Lead Data Scientist - Oakbrook
About Us Formed in 2011, Oakbrook has brought together people with deep expertise in consumer lending, advanced analytics and forward-thinking technologists, with a shared belief that there is a better way to do consumer lending – by being more personalised and customer focused. Our FCA regulated and consumer lending businesses are a leading partner to the aggregator market for consumer loans. Solving the borrowing needs of consumers, and connecting investors and funders seeking to finance consumer assets within their targeted risk-reward parameters. We have a longstanding history of predictable performance for warehouse investors for our on-balance sheet lending, and forward flow lending options for investors and funders seeking to finance consumer assets without specialist consumer credit capabilities. O6K, our business-to-business technology and analytics company, has built our proprietary technology platform from the ground up to support our own lending businesses, but is designed to offer white labelling and platform lending solutions for business partners. Role Summary This role offers an excellent opportunity for a data science professional to develop within a rapidly growing organisation. The data science team is responsible for delivering insight across our marketing, fraud, underwriting, and customer management strategies. The successful candidate will be a key player in this team, providing leadership across a number of different areas. The aim of the position is to advance Oakbrook’s data science and innovation capabilities across the full customer lifecycle including developments within machine learning using innovative data sources not traditionally used by consumer finance companies. Responsibilities
- Owning the development and maintenance of predictive models to improve customer outcomes across fraud, marketing, credit and collections
- Advance our autonomous decisioning capability including model deployment, setting policy, and testing across all areas of the business
- Developing test and learn strategies across different lines of business using data driven analysis, monitoring performance and providing clear recommendations to drive the company forward to help support the company’s ambitious growth aspirations
- Providing leadership and identifying opportunities to improve process and procedures through inquisitive analysis
- Model and Analytical Development:
- Analyse, build and integrate machine learning models that have a tangible benefit to the business
- Deliver valuable insight to the business through thorough analysis and excellent communication
- Quality & Communication:
- Ensure all deliverables are accurate and error-free
- Present findings clearly to technical and non-technical audiences
- Technical Skills
- Experience with the full lifecycle data science projects
- Experienced and knowledgeable in predictive modelling, machine learning and AI
- Good programming skills in R, SQL, Python
- Data visualisation and dashboarding e.g. Power BI
- Understanding of statistical concepts
- Structure thinking and problem-solving capabilities
- Ability to understand IT infrastructure
- Non-Technical Skills
- Commercial acumen
- Usage of Gen AI
- Exceptional Communication and Interpersonal Skills
- Strong time management skills
- Discretion when dealing with confidential information
- Self-motivated and proactive
- Keen eye for detail
- Willingness to adapt role in line with business requirements
- Rule 1: You must act with integrity.
- Rule 2: You must act with due skill, care and diligence.

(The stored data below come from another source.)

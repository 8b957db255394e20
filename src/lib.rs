//! keyforge - machine-bound license issuance
//!
//! keyforge turns `(machine id, expiry date)` into an opaque token that a
//! client application can verify offline with the matching public key. The
//! token pipeline is fixed: a JSON payload is SHA-256 digested and signed
//! with RSA-PSS, the signed document is serialized, gzip-compressed, and
//! base64-encoded.
//!
//! # Features
//!
//! - `server` - HTTP issuance endpoint (axum router + server binary).
//!   Enabled by default; disable it for library-only or CLI-only use:
//!
//! ```toml
//! keyforge = { version = "0.1", default-features = false }
//! ```
//!
//! # Example
//!
//! ```rust,ignore
//! use keyforge::engine::Issuer;
//! use keyforge::key_material::DirectProvider;
//! use keyforge::key_source::FileSource;
//!
//! let provider = DirectProvider::new(FileSource::new("keys/private.pem"));
//! let token = Issuer::new(provider).issue_now("machine-aabbcc", "2025-06-15")?;
//! # Ok::<(), keyforge::errors::LicenseError>(())
//! ```

// Core modules (always available)
pub mod config;
pub mod engine;
pub mod errors;
pub mod expiry;
pub mod key_material;
pub mod key_source;
pub mod keypair;
pub mod signer;
pub mod token;

// HTTP adapter (requires "server" feature)
#[cfg(feature = "server")]
#[path = "server/mod.rs"]
pub mod server;
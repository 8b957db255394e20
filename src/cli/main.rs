// src/cli/main.rs
//
// Interactive issuance tool. Both subcommands are thin adapters over the
// keyforge library; no licensing logic lives here.

use std::io::{self, BufRead, Write};
use std::path::Path;

use keyforge::config::get_config;
use keyforge::engine::Issuer;
use keyforge::errors::{LicenseError, LicenseResult};
use keyforge::key_material::DirectProvider;
use keyforge::keypair;

/// Basic sanity floor for customer machine ids; real ones are much longer.
const MIN_MACHINE_ID_LEN: usize = 10;

fn main() {
    tracing_subscriber::fmt::init();

    let command = std::env::args().nth(1);
    let result = match command.as_deref() {
        Some("generate") => handle_generate(),
        Some("issue") => handle_issue(),
        Some(other) => {
            eprintln!("Error: unknown command '{other}'\n");
            print_usage();
            std::process::exit(2);
        }
        None => {
            print_usage();
            return;
        }
    };

    if let Err(e) = result {
        eprintln!("Error: {e}");
        std::process::exit(1);
    }
}

fn print_usage() {
    println!("Usage: keyforge [command]");
    println!("  generate   Generate a new RSA key pair");
    println!("  issue      Issue a new license token");
}

fn handle_generate() -> LicenseResult<()> {
    let config = get_config()?;
    let private_path = &config.keys.private_key_path;
    let public_path = &config.keys.public_key_path;

    if Path::new(private_path).exists()
        && !confirm(&format!(
            "Warning: '{private_path}' already exists. Overwrite? (y/n): "
        ))?
    {
        println!("Aborted.");
        return Ok(());
    }

    println!("Generating a new RSA key pair...");
    let key = keypair::generate_private_key(keypair::DEFAULT_KEY_BITS)?;
    keypair::write_key_pair(&key, private_path, public_path)?;

    println!("\nDone. New key pair written:");
    println!("  private key: {private_path}");
    println!("  public key:  {public_path}");
    Ok(())
}

fn handle_issue() -> LicenseResult<()> {
    let config = get_config()?;

    let machine_id = prompt("Customer machine id: ")?;
    let machine_id = machine_id.trim();
    if machine_id.len() < MIN_MACHINE_ID_LEN {
        return Err(LicenseError::InvalidMachineId(format!(
            "machine id must be at least {MIN_MACHINE_ID_LEN} characters"
        )));
    }

    let expiry_date = prompt("License expiry date (YYYY-MM-DD): ")?;
    let expiry_date = expiry_date.trim();

    let issuer = Issuer::new(DirectProvider::new(config.key_source()))
        .with_calculator(config.expiry_calculator()?)
        .with_policy(config.expiry_policy());
    let token = issuer.issue_now(machine_id, expiry_date)?;

    println!("\n************** License Token **************");
    println!("{token}");
    println!("*******************************************");
    println!("\nLicense details:");
    println!("  machine id:  {machine_id}");
    println!(
        "  expires:     {expiry_date} 23:59:59 (UTC{:+})",
        config.expiry.utc_offset_hours
    );
    println!("  The token is bound to this machine id and works nowhere else.");
    Ok(())
}

fn prompt(text: &str) -> LicenseResult<String> {
    print!("{text}");
    io::stdout()
        .flush()
        .map_err(|e| LicenseError::Io(e.to_string()))?;
    let mut line = String::new();
    io::stdin()
        .lock()
        .read_line(&mut line)
        .map_err(|e| LicenseError::Io(e.to_string()))?;
    Ok(line)
}

fn confirm(text: &str) -> LicenseResult<bool> {
    loop {
        let answer = prompt(text)?;
        match answer.trim().to_lowercase().as_str() {
            "y" | "yes" => return Ok(true),
            "n" | "no" => return Ok(false),
            _ => continue,
        }
    }
}
//! Configuration system for keyforge.
//!
//! Configuration is loaded from multiple sources with the following precedence:
//! 1. Environment variables (highest priority)
//! 2. `config.toml` file
//! 3. Default values (lowest priority)
//!
//! # Environment Variables
//!
//! - `KEYFORGE_PRIVATE_KEY_PATH` - Private signing key PEM file
//! - `KEYFORGE_PUBLIC_KEY_PATH` - Public key PEM written by `generate`
//! - `KEYFORGE_PRIVATE_KEY` - The private key itself, as a single value
//!   (fallback when no key file exists; PEM framing may arrive mangled)
//! - `KEYFORGE_UTC_OFFSET_HOURS` - Civil timezone for expiry boundaries
//! - `KEYFORGE_HORIZON_ENABLED` - Enforce the maximum issuance horizon
//! - `KEYFORGE_SERVER_HOST` / `KEYFORGE_SERVER_PORT` - HTTP bind address
//! - `KEYFORGE_SHARED_SECRET` - Static secret required by the issue endpoint
//! - `KEYFORGE_LOG_LEVEL` - Log level (trace, debug, info, warn, error)

use config::Config;
use serde::Deserialize;
use std::env;
use std::sync::OnceLock;

use crate::errors::{LicenseError, LicenseResult};
use crate::expiry::{ExpiryCalculator, ExpiryPolicy, DEFAULT_UTC_OFFSET_HOURS};
use crate::key_source::{default_key_source, ChainSource};

/// Global configuration singleton.
static CONFIG: OnceLock<KeyforgeConfig> = OnceLock::new();

/// Root configuration structure.
#[derive(Debug, Clone, Default, Deserialize)]
#[serde(default)]
pub struct KeyforgeConfig {
    /// Key material locations
    pub keys: KeyConfig,
    /// Expiry validation settings
    pub expiry: ExpiryConfig,
    /// HTTP server configuration (used by the `server` feature)
    pub server: ServerConfig,
    /// Logging configuration
    pub logging: LoggingConfig,
}

/// Key material locations.
#[derive(Debug, Clone, Deserialize)]
#[serde(default)]
pub struct KeyConfig {
    /// Path to the private signing key (PKCS#1 or PKCS#8 PEM)
    pub private_key_path: String,
    /// Path where `generate` writes the public key
    pub public_key_path: String,
    /// Environment variable consulted when the key file is absent
    pub env_var: String,
}

impl Default for KeyConfig {
    fn default() -> Self {
        Self {
            private_key_path: "keys/private.pem".to_string(),
            public_key_path: "keys/public.pem".to_string(),
            env_var: "KEYFORGE_PRIVATE_KEY".to_string(),
        }
    }
}

/// Expiry validation settings.
#[derive(Debug, Clone, Deserialize)]
#[serde(default)]
pub struct ExpiryConfig {
    /// Fixed civil UTC offset, in whole hours, for expiry day boundaries
    pub utc_offset_hours: i32,
    /// Whether the maximum issuance horizon is enforced
    pub horizon_enabled: bool,
    /// Horizon: civil months ahead
    pub horizon_months: u32,
    /// Horizon: extra days beyond the months
    pub horizon_days: u64,
}

impl Default for ExpiryConfig {
    fn default() -> Self {
        Self {
            utc_offset_hours: DEFAULT_UTC_OFFSET_HOURS,
            horizon_enabled: true,
            horizon_months: 1,
            horizon_days: 1,
        }
    }
}

/// HTTP server configuration.
#[derive(Debug, Clone, Deserialize)]
#[serde(default)]
pub struct ServerConfig {
    /// Host address to bind to
    pub host: String,
    /// Port to listen on
    pub port: u16,
    /// Static shared secret required on the issue endpoint
    pub shared_secret: String,
}

impl Default for ServerConfig {
    fn default() -> Self {
        Self {
            host: "127.0.0.1".to_string(),
            port: 8080,
            shared_secret: String::new(),
        }
    }
}

/// Logging configuration.
#[derive(Debug, Clone, Deserialize)]
#[serde(default)]
pub struct LoggingConfig {
    /// Log level: trace, debug, info, warn, error
    pub level: String,
}

impl Default for LoggingConfig {
    fn default() -> Self {
        Self {
            level: "info".to_string(),
        }
    }
}

impl KeyforgeConfig {
    /// Load configuration from file and environment.
    ///
    /// Configuration is loaded in this order (later sources override earlier):
    /// 1. Default values
    /// 2. `config.toml` file (optional)
    /// 3. Environment variables
    fn load() -> LicenseResult<Self> {
        let builder = Config::builder()
            // Load from config.toml (optional); defaults come from serde.
            .add_source(config::File::with_name("config").required(false))
            // Override with environment variables
            .set_override_option(
                "keys.private_key_path",
                env::var("KEYFORGE_PRIVATE_KEY_PATH").ok(),
            )
            .map_err(|e| LicenseError::Config(e.to_string()))?
            .set_override_option(
                "keys.public_key_path",
                env::var("KEYFORGE_PUBLIC_KEY_PATH").ok(),
            )
            .map_err(|e| LicenseError::Config(e.to_string()))?
            .set_override_option(
                "expiry.utc_offset_hours",
                env::var("KEYFORGE_UTC_OFFSET_HOURS")
                    .ok()
                    .and_then(|v| v.parse::<i64>().ok()),
            )
            .map_err(|e| LicenseError::Config(e.to_string()))?
            .set_override_option(
                "expiry.horizon_enabled",
                env::var("KEYFORGE_HORIZON_ENABLED")
                    .ok()
                    .and_then(|v| v.parse::<bool>().ok()),
            )
            .map_err(|e| LicenseError::Config(e.to_string()))?
            .set_override_option("server.host", env::var("KEYFORGE_SERVER_HOST").ok())
            .map_err(|e| LicenseError::Config(e.to_string()))?
            .set_override_option(
                "server.port",
                env::var("KEYFORGE_SERVER_PORT")
                    .ok()
                    .and_then(|v| v.parse::<i64>().ok()),
            )
            .map_err(|e| LicenseError::Config(e.to_string()))?
            .set_override_option(
                "server.shared_secret",
                env::var("KEYFORGE_SHARED_SECRET").ok(),
            )
            .map_err(|e| LicenseError::Config(e.to_string()))?
            .set_override_option("logging.level", env::var("KEYFORGE_LOG_LEVEL").ok())
            .map_err(|e| LicenseError::Config(e.to_string()))?;

        let settings = builder
            .build()
            .map_err(|e| LicenseError::Config(format!("failed to build config: {e}")))?;

        settings
            .try_deserialize()
            .map_err(|e| LicenseError::Config(format!("failed to deserialize config: {e}")))
    }

    /// Validate the configuration.
    pub fn validate(&self) -> LicenseResult<()> {
        if self.server.port == 0 {
            return Err(LicenseError::Config(
                "server.port must be greater than 0".to_string(),
            ));
        }
        if self.keys.private_key_path.is_empty() {
            return Err(LicenseError::Config(
                "keys.private_key_path cannot be empty".to_string(),
            ));
        }
        if self.expiry.utc_offset_hours.abs() > 23 {
            return Err(LicenseError::Config(format!(
                "expiry.utc_offset_hours must be within ±23, got {}",
                self.expiry.utc_offset_hours
            )));
        }
        match self.logging.level.as_str() {
            "trace" | "debug" | "info" | "warn" | "error" => {}
            other => {
                return Err(LicenseError::Config(format!(
                    "logging.level must be one of trace/debug/info/warn/error, got '{other}'"
                )));
            }
        }
        Ok(())
    }

    /// Expiry calculator for the configured civil timezone.
    pub fn expiry_calculator(&self) -> LicenseResult<ExpiryCalculator> {
        ExpiryCalculator::from_offset_hours(self.expiry.utc_offset_hours)
    }

    /// The unified expiry policy both entry points share.
    pub fn expiry_policy(&self) -> ExpiryPolicy {
        if self.expiry.horizon_enabled {
            ExpiryPolicy::with_horizon(self.expiry.horizon_months, self.expiry.horizon_days)
        } else {
            ExpiryPolicy::not_in_past()
        }
    }

    /// The standard key acquisition chain: key file first, then environment.
    pub fn key_source(&self) -> ChainSource {
        default_key_source(&self.keys.private_key_path, &self.keys.env_var)
    }
}

/// Get the global configuration, loading and validating it on first use.
pub fn get_config() -> LicenseResult<&'static KeyforgeConfig> {
    if let Some(config) = CONFIG.get() {
        return Ok(config);
    }
    let config = KeyforgeConfig::load()?;
    config.validate()?;
    Ok(CONFIG.get_or_init(|| config))
}
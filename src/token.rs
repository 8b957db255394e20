//! Token encoding: the serialize → compress → base64 pipeline.
//!
//! A signed [`License`] becomes a transportable string in three fixed steps:
//! serde_json serialization, gzip at the default level, then padded standard
//! base64. The order is part of the external contract; any verifier, in any
//! language, runs the same steps in reverse. The pipeline is lossless and
//! deterministic modulo compressor version.
//!
//! Tokens are opaque to every caller, ASCII-safe with no embedded newlines,
//! and expected to run to hundreds of characters. No length cap is enforced.

use std::io::{Read, Write};

use base64::engine::general_purpose::STANDARD as BASE64;
use base64::Engine;
use flate2::read::GzDecoder;
use flate2::write::GzEncoder;
use flate2::Compression;

use crate::errors::{LicenseError, LicenseResult};
use crate::signer::License;

/// Encode a signed license into its transport string.
pub fn encode(license: &License) -> LicenseResult<String> {
    let json =
        serde_json::to_vec(license).map_err(|e| LicenseError::Serialization(e.to_string()))?;

    let mut encoder = GzEncoder::new(Vec::new(), Compression::default());
    encoder
        .write_all(&json)
        .map_err(|e| LicenseError::Serialization(format!("compression failed: {e}")))?;
    let compressed = encoder
        .finish()
        .map_err(|e| LicenseError::Serialization(format!("compression failed: {e}")))?;

    Ok(BASE64.encode(compressed))
}

/// Decode a transport string back into the signed license.
///
/// This is the inverse pipeline only; it performs no signature verification.
pub fn decode(token: &str) -> LicenseResult<License> {
    let compressed = BASE64
        .decode(token.trim().as_bytes())
        .map_err(|e| LicenseError::TokenDecode(format!("not valid base64: {e}")))?;

    let mut json = Vec::new();
    GzDecoder::new(compressed.as_slice())
        .read_to_end(&mut json)
        .map_err(|e| LicenseError::TokenDecode(format!("not a gzip stream: {e}")))?;

    serde_json::from_slice(&json)
        .map_err(|e| LicenseError::TokenDecode(format!("not a license document: {e}")))
}
//! Private key normalization, parsing, and caching.
//!
//! Key material arrives as raw bytes from a [`KeySource`] and leaves as a
//! parsed [`RsaPrivateKey`]. The rules depend on provenance:
//!
//! - **File** keys must already be well-formed PEM. Malformed content is a
//!   hard [`LicenseError::KeyFormat`] with no recovery; a corrupted on-disk
//!   key indicates operator error that should not be silently repaired.
//! - **Environment** keys are treated as possibly mangled in transit
//!   (newlines stripped, header spacing lost). They get a one-shot
//!   reconstruction: scrub to the base64 alphabet, drop residual
//!   `BEGIN/END [RSA] PRIVATE KEY` tokens, and re-wrap the payload inside
//!   standard PEM framing. If parsing still fails the error is
//!   [`LicenseError::KeyParse`]; reconstruction is a heuristic, not a loop.
//!
//! The decoded DER is tried as PKCS#1 first and PKCS#8 second; a PKCS#8
//! document carrying a non-RSA algorithm OID is rejected as
//! [`LicenseError::UnsupportedKeyType`].
//!
//! Key bytes never appear in log events or error messages.

use std::sync::{Arc, OnceLock, RwLock};

use base64::engine::general_purpose::STANDARD as BASE64;
use base64::Engine;
use regex::Regex;
use rsa::pkcs1::DecodeRsaPrivateKey;
use rsa::pkcs8::{DecodePrivateKey, PrivateKeyInfo};
use rsa::RsaPrivateKey;
use tracing::debug;

use crate::errors::{LicenseError, LicenseResult};
use crate::key_source::{KeyMaterial, KeySource, Provenance};

/// PEM labels the loader accepts without further inspection.
const PKCS1_LABEL: &str = "RSA PRIVATE KEY";
const PKCS8_LABEL: &str = "PRIVATE KEY";

/// Line width for re-wrapped PEM bodies, per RFC 7468 convention.
const PEM_LINE_WIDTH: usize = 64;

/// Parse raw key material into an RSA private key, applying the
/// provenance-appropriate recovery strategy.
pub fn parse_signing_key(material: &KeyMaterial) -> LicenseResult<RsaPrivateKey> {
    let text = std::str::from_utf8(&material.bytes)
        .map_err(|_| hard_failure(material.provenance, "key material is not valid UTF-8"))?;

    match material.provenance {
        Provenance::File => {
            let (label, der) = decode_pem(text)
                .map_err(|e| LicenseError::KeyFormat(format!("invalid PEM encoding: {e}")))?;
            parse_der(&label, &der, Provenance::File)
        }
        Provenance::Environment => {
            // A clean PEM string needs no surgery.
            if let Ok((label, der)) = decode_pem(text) {
                return parse_der(&label, &der, Provenance::Environment);
            }

            debug!("environment key material is not well-formed PEM, attempting reconstruction");
            let rebuilt = reconstruct_pem(text);
            let (label, der) = decode_pem(&rebuilt).map_err(|e| {
                LicenseError::KeyParse(format!(
                    "environment key unreadable even after PEM reconstruction: {e}"
                ))
            })?;
            parse_der(&label, &der, Provenance::Environment)
        }
    }
}

/// Load from a source and parse, in one step.
pub fn load_signing_key(source: &dyn KeySource) -> LicenseResult<RsaPrivateKey> {
    let material = source.load()?;
    parse_signing_key(&material)
}

fn hard_failure(provenance: Provenance, msg: &str) -> LicenseError {
    match provenance {
        Provenance::File => LicenseError::KeyFormat(msg.to_string()),
        Provenance::Environment => LicenseError::KeyParse(msg.to_string()),
    }
}

/// Decode a strict PEM block into its label and DER bytes.
///
/// Strict means: a `-----BEGIN <label>-----` line, base64 body, and a
/// matching `-----END <label>-----` line. Whitespace inside the body is
/// tolerated (encoders differ on trailing newlines), missing framing is not.
fn decode_pem(text: &str) -> Result<(String, Vec<u8>), String> {
    let mut label: Option<String> = None;
    let mut body = String::new();
    let mut ended = false;

    for line in text.lines() {
        let line = line.trim();
        if let Some(rest) = line.strip_prefix("-----BEGIN ") {
            let l = rest
                .strip_suffix("-----")
                .ok_or_else(|| "unterminated BEGIN marker".to_string())?;
            if label.is_some() {
                return Err("multiple BEGIN markers".to_string());
            }
            label = Some(l.to_string());
        } else if let Some(rest) = line.strip_prefix("-----END ") {
            let l = rest
                .strip_suffix("-----")
                .ok_or_else(|| "unterminated END marker".to_string())?;
            match &label {
                Some(begin) if begin == l => {
                    ended = true;
                    break;
                }
                Some(_) => return Err("BEGIN/END label mismatch".to_string()),
                None => return Err("END marker before BEGIN".to_string()),
            }
        } else if label.is_some() {
            body.push_str(line);
        }
        // Content before the BEGIN marker is ignored (explanatory text is
        // legal in PEM files).
    }

    let label = label.ok_or_else(|| "no BEGIN marker found".to_string())?;
    if !ended {
        return Err("no END marker found".to_string());
    }

    let der = BASE64
        .decode(body.as_bytes())
        .map_err(|e| format!("base64 body: {e}"))?;
    if der.is_empty() {
        return Err("empty PEM body".to_string());
    }
    Ok((label, der))
}

/// Re-wrap a base64 payload into PEM framing at the standard line width.
pub(crate) fn wrap_pem(label: &str, base64_body: &str) -> String {
    let mut out = format!("-----BEGIN {label}-----\n");
    let bytes = base64_body.as_bytes();
    for chunk in bytes.chunks(PEM_LINE_WIDTH) {
        // The payload is base64 text, so chunk boundaries are char boundaries.
        out.push_str(std::str::from_utf8(chunk).unwrap_or(""));
        out.push('\n');
    }
    out.push_str(&format!("-----END {label}-----\n"));
    out
}

fn header_token_regex() -> &'static Regex {
    static RE: OnceLock<Regex> = OnceLock::new();
    RE.get_or_init(|| {
        // After scrubbing, spaces are gone, so "BEGIN RSA PRIVATE KEY"
        // appears as "BEGINRSAPRIVATEKEY" (hyphens may or may not survive).
        Regex::new(r"-*(?:BEGIN|END)(?:RSA)?PRIVATEKEY-*").unwrap()
    })
}

/// Best-effort reconstruction of a PEM string whose framing was damaged in
/// transit. Assumes the payload is PKCS#1 or PKCS#8 DER and only the framing
/// (newlines, header spacing) was lost.
fn reconstruct_pem(raw: &str) -> String {
    // Keep only the base64 alphabet plus '-', so header fragments stay
    // recognizable for the token pass below.
    let scrubbed: String = raw
        .chars()
        .filter(|c| c.is_ascii_alphanumeric() || matches!(c, '+' | '/' | '=' | '-'))
        .collect();

    let without_headers = header_token_regex().replace_all(&scrubbed, "");
    let payload: String = without_headers.chars().filter(|c| *c != '-').collect();

    wrap_pem(PKCS1_LABEL, &payload)
}

/// Parse DER bytes as PKCS#1, falling back to PKCS#8 with an RSA OID check.
fn parse_der(label: &str, der: &[u8], provenance: Provenance) -> LicenseResult<RsaPrivateKey> {
    if label != PKCS1_LABEL && label != PKCS8_LABEL {
        return Err(LicenseError::UnsupportedKeyType(format!(
            "unexpected PEM label '{label}'"
        )));
    }

    if let Ok(key) = RsaPrivateKey::from_pkcs1_der(der) {
        return Ok(key);
    }

    // Not PKCS#1; check whether it is a PKCS#8 wrapper and, if so, that the
    // wrapped algorithm really is RSA before blaming the encoding.
    match PrivateKeyInfo::try_from(der) {
        Ok(info) => {
            if info.algorithm.oid != rsa::pkcs1::ALGORITHM_OID {
                return Err(LicenseError::UnsupportedKeyType(format!(
                    "expected an RSA key, found algorithm OID {}",
                    info.algorithm.oid
                )));
            }
            RsaPrivateKey::from_pkcs8_der(der)
                .map_err(|e| hard_failure(provenance, &format!("PKCS#8 RSA key rejected: {e}")))
        }
        Err(e) => Err(hard_failure(
            provenance,
            &format!("not a PKCS#1 or PKCS#8 private key: {e}"),
        )),
    }
}

/// Supplies a ready-to-use signing key to the issuance engine.
///
/// The engine itself is stateless; whether the key is re-loaded per call or
/// cached is the provider's concern.
pub trait KeyProvider: Send + Sync {
    fn signing_key(&self) -> LicenseResult<Arc<RsaPrivateKey>>;
}

impl KeyProvider for Box<dyn KeyProvider> {
    fn signing_key(&self) -> LicenseResult<Arc<RsaPrivateKey>> {
        (**self).signing_key()
    }
}

/// Loads and parses the key on every call (the reference behavior).
pub struct DirectProvider<S: KeySource> {
    source: S,
}

impl<S: KeySource> DirectProvider<S> {
    pub fn new(source: S) -> Self {
        Self { source }
    }
}

impl<S: KeySource> KeyProvider for DirectProvider<S> {
    fn signing_key(&self) -> LicenseResult<Arc<RsaPrivateKey>> {
        Ok(Arc::new(load_signing_key(&self.source)?))
    }
}

/// Caches the parsed key behind a read-mostly lock.
///
/// Many issuance calls can read concurrently; the write lock is held only
/// while (re)loading after a cache miss or an explicit [`invalidate`].
///
/// [`invalidate`]: CachedProvider::invalidate
pub struct CachedProvider<S: KeySource> {
    source: S,
    cached: RwLock<Option<Arc<RsaPrivateKey>>>,
}

impl<S: KeySource> CachedProvider<S> {
    pub fn new(source: S) -> Self {
        Self {
            source,
            cached: RwLock::new(None),
        }
    }

    /// Drop the cached key; the next call re-loads from the source.
    pub fn invalidate(&self) {
        // A poisoned lock means another thread panicked mid-load; the Option
        // inside is still structurally valid, so recover the guard.
        let mut guard = self.cached.write().unwrap_or_else(|e| e.into_inner());
        *guard = None;
    }
}

impl<S: KeySource> KeyProvider for CachedProvider<S> {
    fn signing_key(&self) -> LicenseResult<Arc<RsaPrivateKey>> {
        {
            let guard = self.cached.read().unwrap_or_else(|e| e.into_inner());
            if let Some(key) = guard.as_ref() {
                return Ok(Arc::clone(key));
            }
        }

        let mut guard = self.cached.write().unwrap_or_else(|e| e.into_inner());
        // Another thread may have loaded while we waited for the write lock.
        if let Some(key) = guard.as_ref() {
            return Ok(Arc::clone(key));
        }
        let key = Arc::new(load_signing_key(&self.source)?);
        *guard = Some(Arc::clone(&key));
        Ok(key)
    }
}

- Rule 3: You must be open and cooperative with the FCA and other regulators.
- Rule 4: You must pay due regard to the interests of customers and treat them fairly.
- Rule 5: You must observe proper standards of market conduct.
- Rule 6: You must act to deliver good outcomes for retail customers.
- Work with the Best
- Challenge, Grow, Succeed
- Comprehensive Benefits Package
- Generous Holiday Allowance
- Vibrant Office Culture Enjoy free snacks and refreshments in the office, and connect with colleagues at our regular monthly socials.